The stability of the proposed control law can be specified by the following lemma.

Lemma 1.

The proposed control scheme (28) guarantees stability of the 3D overhead crane with 6 DoF, which leads to ${\displaystyle \underset{t\to +\infty }{\lim }}{\underline{e}}_j\left(t\right)=\underline{0}$, $j=1,\cdots ,4$.

Proof. 

Let us consider the first subsystem represented by

$${\underline{\dot{x}}}_1\left(t\right)={\underline{x}}_2\left(t\right),$$

(33)

$${\underline{\dot{x}}}_2\left(t\right)=\underline{f_1}\left(\underline{\chi },\dot{\underline{\chi }},t\right)+K_1\left(\underline{\chi },t\right){\underline{\tau }}_1,$$

(34)

where its sliding surface is

$${\underline{s}}_1\left(t\right)={\alpha }_1{\underline{e}}_1\left(t\right)+{\underline{e}}_2\left(t\right).$$

(35)

To obtain $\underset{t\to +\infty }{lim}{\underline{s}}_1\left(t\right)=\underline{0}$, we consider the Lyapunov function candidate of ${\underline{s}}_1\left(t\right)$ as follows.

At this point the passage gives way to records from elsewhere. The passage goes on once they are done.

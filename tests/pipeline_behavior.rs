//! Behavior-driven tests for task runs
//!
//! These tests drive named tasks end to end against scripted exchange
//! responses and a throwaway warehouse, checking what lands on disk and
//! which requests went out.

use std::sync::Arc;

use serde_json::{json, Value};
use tempfile::TempDir;
use twstock_core::{
    run_daily, run_task, HttpResponse, Pipeline, PipelineConfig, RunError, ScriptedHttpClient,
    SourceClient, TaskError, UnitStatus, Warehouse, DEFAULT_MAX_ROWS,
};
use twstock_tests::{open_warehouse, row_objects};
use twstock_warehouse::{ConnectionRouter, DuckDbConnectionFactory};

type TestPipeline = Pipeline<ConnectionRouter<DuckDbConnectionFactory>>;

struct Harness {
    _dir: TempDir,
    warehouse: Warehouse,
    http: Arc<ScriptedHttpClient>,
}

impl Harness {
    fn new(http: ScriptedHttpClient) -> Self {
        let (dir, warehouse) = open_warehouse();
        Self {
            _dir: dir,
            warehouse,
            http: Arc::new(http),
        }
    }

    fn pipeline(&self) -> TestPipeline {
        let config = PipelineConfig::without_delays();
        let router = self.warehouse.router(config.router_config());
        Pipeline::new(SourceClient::new(self.http.clone(), config), router)
    }

    fn rows(&self, table: &str, id: &str) -> Vec<Value> {
        let result = self
            .warehouse
            .lookup(table, id, None, None, DEFAULT_MAX_ROWS)
            .expect("lookup");
        row_objects(result)
    }
}

fn twse_price_body(stock_id: &str, volume: &str) -> String {
    json!({
        "stat": "OK",
        "fields9": [
            "證券代號", "證券名稱", "成交股數", "成交筆數", "成交金額", "開盤價", "最高價",
            "最低價", "收盤價", "漲跌(+/-)", "漲跌價差", "最後揭示買價", "最後揭示買量",
            "最後揭示賣價", "最後揭示賣量", "本益比"
        ],
        "data9": [[
            stock_id, "台積電", volume, "30,000", "14,800,000,000", "590.00", "595.00",
            "588.00", "593.00", "<p style= color:green>-</p>", "3.00", "592.00", "100",
            "593.00", "50", "15.20"
        ]]
    })
    .to_string()
}

fn tpex_price_body(volume: &str) -> String {
    json!({
        "tables": [{
            "data": [["6488", "環球晶", "450.00", "+5.00", "446.00", "452.00", "445.00",
                      volume, "551,000,000", "1,200"]]
        }]
    })
    .to_string()
}

fn no_data_body() -> String {
    json!({ "stat": "很抱歉，沒有符合條件的資料!" }).to_string()
}

// =============================================================================
// Task dispatch
// =============================================================================

#[tokio::test]
async fn when_a_week_is_requested_then_only_business_days_are_fetched() {
    // Given: 2024-01-04 (Thu) through 2024-01-10 (Wed) spans one weekend
    let mut http = ScriptedHttpClient::new();
    for _ in 0..5 {
        http = http
            .respond("MI_INDEX", HttpResponse::ok(no_data_body()))
            .respond("stk_wn1430", HttpResponse::ok(json!({ "tables": [] }).to_string()));
    }
    let harness = Harness::new(http);
    let mut pipeline = harness.pipeline();

    // When
    let report = run_task(&mut pipeline, "stock-price", Some("2024-01-04"), Some("2024-01-10"))
        .await
        .expect("run");
    drop(pipeline);

    // Then: five dates, one request per venue each, no weekend dates
    let requests = harness.http.requests();
    assert_eq!(requests.len(), 10);
    let twse_urls = requests
        .iter()
        .filter(|request| request.url.contains("MI_INDEX"))
        .map(|request| request.url.clone())
        .collect::<Vec<_>>();
    assert_eq!(twse_urls.len(), 5);
    assert!(twse_urls.iter().all(|url| !url.contains("20240106") && !url.contains("20240107")));
    assert_eq!(report.units.len(), 10);
    assert_eq!(report.rows_written, 0);
}

#[tokio::test]
async fn when_the_exchange_has_no_data_then_nothing_is_written() {
    // Given
    let http = ScriptedHttpClient::new()
        .respond("MI_INDEX", HttpResponse::ok(no_data_body()))
        .respond("stk_wn1430", HttpResponse::ok(tpex_price_body("1,000")));
    let harness = Harness::new(http);
    let mut pipeline = harness.pipeline();

    // When
    let report = run_task(&mut pipeline, "stock-price", Some("2024-01-05"), Some("2024-01-05"))
        .await
        .expect("run");
    drop(pipeline);

    // Then: the TWSE unit is empty, the TPEX unit still lands
    assert!(matches!(report.units[0].status, UnitStatus::Empty { .. }));
    assert_eq!(report.units[1].status, UnitStatus::Written { rows: 1 });
    assert!(harness.rows("taiwan_stock_price", "2330").is_empty());
    assert_eq!(harness.rows("taiwan_stock_price", "6488").len(), 1);
}

#[tokio::test]
async fn when_both_venues_publish_then_each_is_written_once() {
    // Given
    let http = ScriptedHttpClient::new()
        .respond("MI_INDEX", HttpResponse::ok(twse_price_body("2330", "25,000,000")))
        .respond("stk_wn1430", HttpResponse::ok(tpex_price_body("1,234,000")));
    let harness = Harness::new(http);
    let mut pipeline = harness.pipeline();

    // When
    let report = run_task(&mut pipeline, "stock-price", Some("2024-01-05"), Some("2024-01-05"))
        .await
        .expect("run");
    drop(pipeline);

    // Then
    assert_eq!(report.rows_written, 2);
    let twse = harness.rows("taiwan_stock_price", "2330");
    assert_eq!(twse.len(), 1);
    assert_eq!(twse[0]["TradeVolume"], 25_000_000);
    assert_eq!(twse[0]["Date"], "2024-01-05");
    assert_eq!(twse[0]["Change"], -3.0);
    let tpex = harness.rows("taiwan_stock_price", "6488");
    assert_eq!(tpex[0]["Change"], 5.0);
}

#[tokio::test]
async fn when_volume_is_a_placeholder_then_zero_is_stored() {
    // Given
    let http = ScriptedHttpClient::new()
        .respond("MI_INDEX", HttpResponse::ok(twse_price_body("2330", "--")))
        .respond("stk_wn1430", HttpResponse::ok(tpex_price_body("---")));
    let harness = Harness::new(http);
    let mut pipeline = harness.pipeline();

    // When
    run_task(&mut pipeline, "stock-price", Some("2024-01-05"), Some("2024-01-05"))
        .await
        .expect("run");
    drop(pipeline);

    // Then
    assert_eq!(harness.rows("taiwan_stock_price", "2330")[0]["TradeVolume"], 0);
    assert_eq!(harness.rows("taiwan_stock_price", "6488")[0]["TradeVolume"], 0);
}

#[tokio::test]
async fn when_one_row_of_five_hundred_is_bad_then_the_batch_is_dropped() {
    // Given: row 250 carries a volume that is not a number
    let data = (0..500)
        .map(|index| {
            let volume = if index == 250 { "n/a".to_string() } else { "1,000".to_string() };
            json!([format!("{}", 8000 + index), "測試", "10.00", "0.00", "10.00", "10.00",
                   "10.00", volume, "10,000", "10"])
        })
        .collect::<Vec<_>>();
    let body = json!({ "tables": [{ "data": data }] }).to_string();
    let http = ScriptedHttpClient::new()
        .respond("MI_INDEX", HttpResponse::ok(no_data_body()))
        .respond("stk_wn1430", HttpResponse::ok(body));
    let harness = Harness::new(http);
    let mut pipeline = harness.pipeline();

    // When
    let report = run_task(&mut pipeline, "stock-price", Some("2024-01-05"), Some("2024-01-05"))
        .await
        .expect("run");
    drop(pipeline);

    // Then
    assert_eq!(report.units[1].status, UnitStatus::Discarded { rows: 500 });
    assert!(harness.rows("taiwan_stock_price", "8000").is_empty());
}

#[tokio::test]
async fn when_a_venue_is_unreachable_then_the_run_moves_on() {
    // Given
    let http = ScriptedHttpClient::new()
        .fail("MI_INDEX", "connection reset")
        .respond("stk_wn1430", HttpResponse::ok(tpex_price_body("1,000")));
    let harness = Harness::new(http);
    let mut pipeline = harness.pipeline();

    // When
    let report = run_task(&mut pipeline, "stock-price", Some("2024-01-05"), Some("2024-01-05"))
        .await
        .expect("run");
    drop(pipeline);

    // Then
    assert!(matches!(
        report.units[0].status,
        UnitStatus::SourceFailed { code: "fetch_error", .. }
    ));
    assert_eq!(report.rows_written, 1);
}

#[tokio::test]
async fn when_stock_info_is_refreshed_then_names_are_updated_in_place() {
    // Given: two snapshots where 2330 changes its name
    let page = |name: &str| {
        format!(
            r#"<table>
<tr><td>有價證券代號及名稱</td><td>國際證券辨識號碼(ISIN Code)</td><td>上市日</td><td>市場別</td><td>產業別</td><td>CFICode</td><td>備註</td></tr>
<tr><td colspan="7">股票</td></tr>
<tr><td>2330　{name}</td><td>TW0002330008</td><td>1994/09/05</td><td>上市</td><td>半導體業</td><td>ESVUFR</td><td></td></tr>
</table>"#
        )
    };
    let empty_board = "<table><tr><td>有價證券代號及名稱</td><td>市場別</td><td>產業別</td></tr></table>";
    let http = ScriptedHttpClient::new()
        .respond("strMode=2", HttpResponse::ok(page("台積電")))
        .respond("strMode=4", HttpResponse::ok(empty_board))
        .respond("strMode=2", HttpResponse::ok(page("台灣積體電路")))
        .respond("strMode=4", HttpResponse::ok(empty_board));
    let harness = Harness::new(http);
    let mut pipeline = harness.pipeline();

    // When
    run_task(&mut pipeline, "stock-info", None, None).await.expect("first run");
    run_task(&mut pipeline, "stock-info", None, None).await.expect("second run");
    drop(pipeline);

    // Then
    let rows = harness.rows("taiwan_stock_info", "2330");
    assert_eq!(rows.len(), 1);
    assert_eq!(rows[0]["StockName"], "台灣積體電路");
    assert_eq!(rows[0]["IndustryType"], "半導體業");
}

#[tokio::test]
async fn when_the_task_name_is_unknown_then_no_request_is_sent() {
    let harness = Harness::new(ScriptedHttpClient::new());
    let mut pipeline = harness.pipeline();

    let error = run_task(&mut pipeline, "stock-dividend", None, None)
        .await
        .expect_err("unknown task");

    assert!(matches!(error, RunError::Task(TaskError::UnknownTask { .. })));
    assert!(harness.http.requests().is_empty());
}

#[tokio::test]
async fn when_a_dated_task_has_no_range_then_no_request_is_sent() {
    let harness = Harness::new(ScriptedHttpClient::new());
    let mut pipeline = harness.pipeline();

    let error = run_task(&mut pipeline, "institutional-investor", Some("2024-01-05"), None)
        .await
        .expect_err("missing range");

    assert!(matches!(
        error,
        RunError::Task(TaskError::MissingDateRange { .. })
    ));
    assert!(harness.http.requests().is_empty());
}

#[tokio::test]
async fn when_the_daily_date_is_a_weekend_then_only_snapshots_are_fetched() {
    // Given: 2024-01-06 is a Saturday
    let http = ScriptedHttpClient::new()
        .respond("strMode=2", HttpResponse::ok("<table><tr><td>x</td></tr></table>"))
        .respond("strMode=4", HttpResponse::ok("<table><tr><td>x</td></tr></table>"))
        .respond("getOD.ashx", HttpResponse::ok("資料日期,證券代號,持股分級,人數,股數,占集保庫存數比例%\n"));
    let harness = Harness::new(http);
    let mut pipeline = harness.pipeline();

    // When
    let report = run_daily(&mut pipeline, "2024-01-06").await.expect("daily");
    drop(pipeline);

    // Then: reference data still refreshes, dated kinds send nothing
    assert_eq!(report.tasks.len(), 6);
    assert_eq!(harness.http.requests().len(), 3);
    assert_eq!(report.rows_written, 0);
}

$${\underline{V}}_1\left({\underline{s}}_1\left(t\right)\right)=\frac{1}{2}{\underline{s}}_1^T\left(t\right){\underline{s}}_1\left(t\right).$$

(36)

Taking the derivative of both sides of Equation (30) yields

$$\begin{array}{c}\hfill {\dot{\underline{V}}}_1\left(t\right)={\underline{s}}_1^T\left(t\right){\dot{\underline{s}}}_1\left(t\right)={\underline{s}}_1^T\left(t\right)\left({\alpha }_1{\underline{e}}_2\left(t\right)+\underline{f_1}\left(\underline{\chi },\dot{\underline{\chi }},t\right)+K_1\left(\underline{\chi },t\right){\underline{\tau }}_1-{\ddot{\underline{x}}}_{1d}\left(t\right)\right)\end{array}$$

The control signal for the first subsystem includes the equivalent control law ${\underline{\tau }}_{1eq}\left(t\right)$ and the switch control scheme ${\underline{\tau }}_{1sw}\left(t\right)$. Hence,

$${\underline{V}}_1\left(t\right)={\underline{s}}_1^T\left(t\right)\left\{\begin{array}{c}{\alpha }_1{\underline{e}}_2\left(t\right)+\underline{f_1}\left(\underline{\chi },\dot{\underline{\chi }},t\right)+\hfill \\ +K_1\left(\underline{\chi },t\right)\left({\underline{\tau }}_{1eq}+{\underline{\tau }}_{1sw}\right)-\hfill \\ -{\ddot{\underline{x}}}_{1d}\left(t\right)\hfill \end{array}\right\}.$$

That is,

$$\begin{array}{c}{\underline{V}}_1\left(t\right)={\underline{s}}_1^T\left(t\right)\times \left\{\begin{array}{c}{\alpha }_1{\underline{e}}_2\left(t\right)+\underline{f_1}\left(\underline{\chi },\dot{\underline{\chi }},t\right)+K_1\left(\underline{\chi },t\right){\underline{\tau }}_{1eq}-{\ddot{\underline{x}}}_{1d}\left(t\right)+\hfill \\ +K_1\left(\underline{\chi },t\right){\underline{\tau }}_{1s\mathrm{w}}+{\eta }_1{\underline{s}}_1\left(t\right)+{\eta }_{2}sign\left({\underline{s}}_1\left(t\right)\right)-\hfill \\ -{\eta }_1{\underline{s}}_1\left(t\right)-{\eta }_{2}sign\left({\underline{s}}_1\left(t\right)\right)\hfill \end{array}\right\},\hfill \end{array}$$

(37)

where ${\eta }_1$ and ${\eta }_2$ are the symmetric and positive-definite matrices. If

$$\begin{array}{c}\left\{\begin{array}{c}{K}_1\left(\underline{\chi },t\right){\underline{\tau }}_{1eq}+{\alpha }_1{\underline{e}}_2\left(t\right)+\underline{f_1}\left(\underline{\chi },\dot{\underline{\chi }},t\right)-{\ddot{\underline{x}}}_{1d}\left(t\right)=\underline{0},\hfill \\ K_1\left(\underline{\chi },t\right){\underline{\tau }}_{1sw}\left(t\right)+{\eta }_1{\underline{s}}_1\left(t\right)+{\eta }_{2}sign\left({\underline{s}}_1\left(t\right)\right)=\underline{0},\hfill \end{array}\right.\hfill \end{array}$$

(38)

then one has

$${\dot{\underline{V}}}_1\left(t\right)=-{\underline{s}}_1^T\left(t\right){\eta }_1{\underline{s}}_1\left(t\right)-{\underline{s}}_1^T\left(t\right){\eta }_{2}sign\left({\underline{s}}_1\left(t\right)\right)\le 0,$$

which guarantees stability of the first subsystem.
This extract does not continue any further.